B.C. Misra, J.
(1) Ram Parshad petitioner has filed this writ petition against the order of the Appellate Officer dated 21st April, 1964 by which he has reversed the order of the Competent Officer under the Evacuee Interest (Separation) Act 64 of 1951 (hereinafter referred to as the Act) dated 29th February, 1964 and the Appellate Officer has finally ordered the transfer of the property in dispute to the displaced allottees, namely, Rup Narain and Ram Dass who are respectively respondents 4 and 5 in this petition.

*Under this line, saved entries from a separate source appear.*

// In crates/analytics/src/engine.rs

use chrono::NaiveDate;
use core_types::{ApacComments, Metrics, Sector, SectorRecap};
use std::collections::HashSet;
use storage::{Clock, ReportStore};

use crate::types::{DateSummary, SectorBreakdown, TotalsSnapshot};

/// Sums each metric across `recaps`. Sectors that have not submitted are
/// simply absent and contribute nothing.
pub fn calculate_totals(recaps: &[SectorRecap]) -> Metrics {
    recaps.iter().map(|r| r.metrics).sum()
}

/// [`calculate_totals`] restricted to recaps dated `date`.
pub fn totals_for_date(recaps: &[SectorRecap], date: NaiveDate) -> Metrics {
    recaps
        .iter()
        .filter(|r| r.date == date)
        .map(|r| r.metrics)
        .sum()
}

/// Desk-wide aggregation over whatever the store holds for a date.
///
/// Nothing is cached: every call re-reads the store, so callers simply call
/// again after a save.
pub struct AggregationService<'a> {
    store: &'a ReportStore,
}

impl<'a> AggregationService<'a> {
    pub fn new(store: &'a ReportStore) -> Self {
        Self { store }
    }

    fn recaps(&self, date: NaiveDate) -> Vec<SectorRecap> {
        self.store.all_sector_recaps(date)
    }

    /// The APAC-level P&L, risk and volumes for `date`.
    pub fn calculate_apac_totals(&self, date: NaiveDate) -> Metrics {
        totals_for_date(&self.recaps(date), date)
    }

    /// One row per submitted recap, in store order.
    pub fn sector_breakdown(&self, date: NaiveDate) -> Vec<SectorBreakdown> {
        self.recaps(date)
            .into_iter()
            .filter(|r| r.date == date)
            .map(|r| SectorBreakdown {
                sector: r.sector,
                pnl: r.metrics.pnl,
                risk: r.metrics.risk,
                volumes: r.metrics.volumes,
            })
            .collect()
    }

    fn completed_sectors(&self, date: NaiveDate) -> usize {
        self.recaps(date)
            .iter()
            .filter(|r| r.date == date)
            .map(|r| r.sector)
            .collect::<HashSet<Sector>>()
            .len()
    }

    /// True once every sector has submitted for `date` and APAC comments exist.
    pub fn is_date_complete(&self, date: NaiveDate) -> bool {
        self.completed_sectors(date) == Sector::COUNT && self.store.apac_comments(date).is_some()
    }

    pub fn date_summary(&self, date: NaiveDate) -> DateSummary {
        DateSummary {
            date,
            total_sectors: Sector::COUNT,
            completed_sectors: self.completed_sectors(date),
            totals: self.calculate_apac_totals(date),
            apac_comments: self.store.apac_comments(date),
            is_complete: self.is_date_complete(date),
        }
    }

    /// APAC comments carrying the current sector totals and the given
    /// commentary, ready to be saved.
    pub fn apac_comments_with_totals(&self, market_commentary: &str, date: NaiveDate) -> ApacComments {
        let mut comments = ApacComments::from_totals(self.calculate_apac_totals(date), date);
        comments.market_commentary = Some(market_commentary.to_string());
        comments
    }

    pub fn snapshot(&self, date: NaiveDate) -> TotalsSnapshot {
        TotalsSnapshot {
            date,
            totals: self.calculate_apac_totals(date),
            breakdown: self.sector_breakdown(date),
            polled_at: self.store.clock().now(),
        }
    }
}
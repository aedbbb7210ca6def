// In crates/core-types/src/types.rs

use chrono::{DateTime, NaiveDate, Utc};
use serde::{Deserialize, Serialize};
use std::iter::Sum;
use std::ops::{Add, AddAssign};

use crate::sector::{Sector, SectorFilter};

/// The three numbers every recap reports, in raw currency units.
#[derive(Debug, Clone, Copy, PartialEq, Default, Serialize, Deserialize)]
pub struct Metrics {
    pub pnl: f64,
    pub risk: f64,
    pub volumes: f64,
}

impl Metrics {
    pub fn new(pnl: f64, risk: f64, volumes: f64) -> Self {
        Self { pnl, risk, volumes }
    }

    pub fn zero() -> Self {
        Self::default()
    }
}

impl Add for Metrics {
    type Output = Metrics;

    fn add(self, rhs: Metrics) -> Metrics {
        Metrics {
            pnl: self.pnl + rhs.pnl,
            risk: self.risk + rhs.risk,
            volumes: self.volumes + rhs.volumes,
        }
    }
}

impl AddAssign for Metrics {
    fn add_assign(&mut self, rhs: Metrics) {
        *self = *self + rhs;
    }
}

impl Sum for Metrics {
    fn sum<I: Iterator<Item = Metrics>>(iter: I) -> Metrics {
        iter.fold(Metrics::zero(), Add::add)
    }
}

impl<'a> Sum<&'a Metrics> for Metrics {
    fn sum<I: Iterator<Item = &'a Metrics>>(iter: I) -> Metrics {
        iter.copied().sum()
    }
}

/// One sector's daily submission.
///
/// Only one recap exists per `(sector, date)`; saving replaces the previous
/// one in full.
#[derive(Debug, Clone, PartialEq, Serialize, Deserialize)]
#[serde(rename_all = "camelCase")]
pub struct SectorRecap {
    pub sector: Sector,
    #[serde(default)]
    pub market_moves_and_flows: String,
    pub metrics: Metrics,
    #[serde(default)]
    pub market_commentary: String,
    pub date: NaiveDate,
    #[serde(default, skip_serializing_if = "Option::is_none")]
    pub submitted_by: Option<String>,
}

impl SectorRecap {
    /// A recap with the given numbers and no commentary.
    pub fn new(sector: Sector, date: NaiveDate, metrics: Metrics) -> Self {
        Self {
            sector,
            market_moves_and_flows: String::new(),
            metrics,
            market_commentary: String::new(),
            date,
            submitted_by: None,
        }
    }
}

/// The desk-wide "APAC Overall" summary for a date.
#[derive(Debug, Clone, PartialEq, Serialize, Deserialize)]
#[serde(rename_all = "camelCase")]
pub struct ApacComments {
    pub pnl: f64,
    pub risk: f64,
    pub volumes: f64,
    #[serde(default, skip_serializing_if = "Option::is_none")]
    pub market_commentary: Option<String>,
    pub date: NaiveDate,
}

impl ApacComments {
    /// Comments derived from sector totals. The commentary is left empty
    /// because it is only ever authored by hand.
    pub fn from_totals(totals: Metrics, date: NaiveDate) -> Self {
        Self {
            pnl: totals.pnl,
            risk: totals.risk,
            volumes: totals.volumes,
            market_commentary: Some(String::new()),
            date,
        }
    }

    pub fn metrics(&self) -> Metrics {
        Metrics::new(self.pnl, self.risk, self.volumes)
    }

    /// The commentary, or `""` when none was given.
    pub fn commentary(&self) -> &str {
        self.market_commentary.as_deref().unwrap_or_default()
    }
}

/// The consolidated unit handed to presentation and export.
#[derive(Debug, Clone, PartialEq, Serialize, Deserialize)]
#[serde(rename_all = "camelCase")]
pub struct DailyReport {
    pub date: NaiveDate,
    pub apac_comments: ApacComments,
    /// Backing-store insertion order. Use [`DailyReport::sorted_recaps`] for display.
    pub sector_recaps: Vec<SectorRecap>,
    pub created_at: DateTime<Utc>,
    pub last_modified: DateTime<Utc>,
}

impl DailyReport {
    /// The recaps in canonical sector order.
    pub fn sorted_recaps(&self) -> Vec<&SectorRecap> {
        let mut recaps: Vec<&SectorRecap> = self.sector_recaps.iter().collect();
        recaps.sort_by_key(|r| r.sector);
        recaps
    }
}

/// Filter options for the historical view.
#[derive(Debug, Clone, Default, PartialEq, Serialize, Deserialize)]
#[serde(rename_all = "camelCase")]
pub struct HistoricalFilter {
    #[serde(default)]
    pub date_from: Option<NaiveDate>,
    #[serde(default)]
    pub date_to: Option<NaiveDate>,
    #[serde(default)]
    pub sector: SectorFilter,
}

impl HistoricalFilter {
    /// Inclusive on both ends.
    pub fn includes_date(&self, date: NaiveDate) -> bool {
        self.date_from.is_none_or(|from| date >= from) && self.date_to.is_none_or(|to| date <= to)
    }
}
// In crates/analytics/src/lib.rs

pub mod engine;
pub mod history;
pub mod poller;
pub mod types;

// Re-export public types
pub use engine::{AggregationService, calculate_totals, totals_for_date};
pub use history::grid_rows;
pub use poller::TotalsPoller;
pub use types::{DateSummary, HistoryRow, SectorBreakdown, TotalsSnapshot};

(2) The dispute between the parties relates to a two storeyed house bearing No. VII/1447 (old) and 1987 (new) Gali Mirdan Lal Kuan. Delhi. It was owned by Muslims, some of whom migrated to Pakistan, and 731/21/1 pies in a rupee was the evacuee's share while the remaining 1181/20/1 pies in a rupee belonged to the non-evacuees who are respondents or legal representatives of respondents Nos. 6, 7, 8 and 9 in the present writ petition. It appears that the petitioner Ram Parshad was a tenant in the ground-floor of the said property and respondents Nos. 4 and 5 were tenants in respect of the first floor of the said property under the Muslim evacuees. However, in the year 1949-50, the Custodian recognised their tenancy and made allotments of the respective premises in their favor. The petitioner is not a displaced person while respondents 4 and 5 are displaced persons and they claimed that the property in dispute should have been transferred to them under the Act.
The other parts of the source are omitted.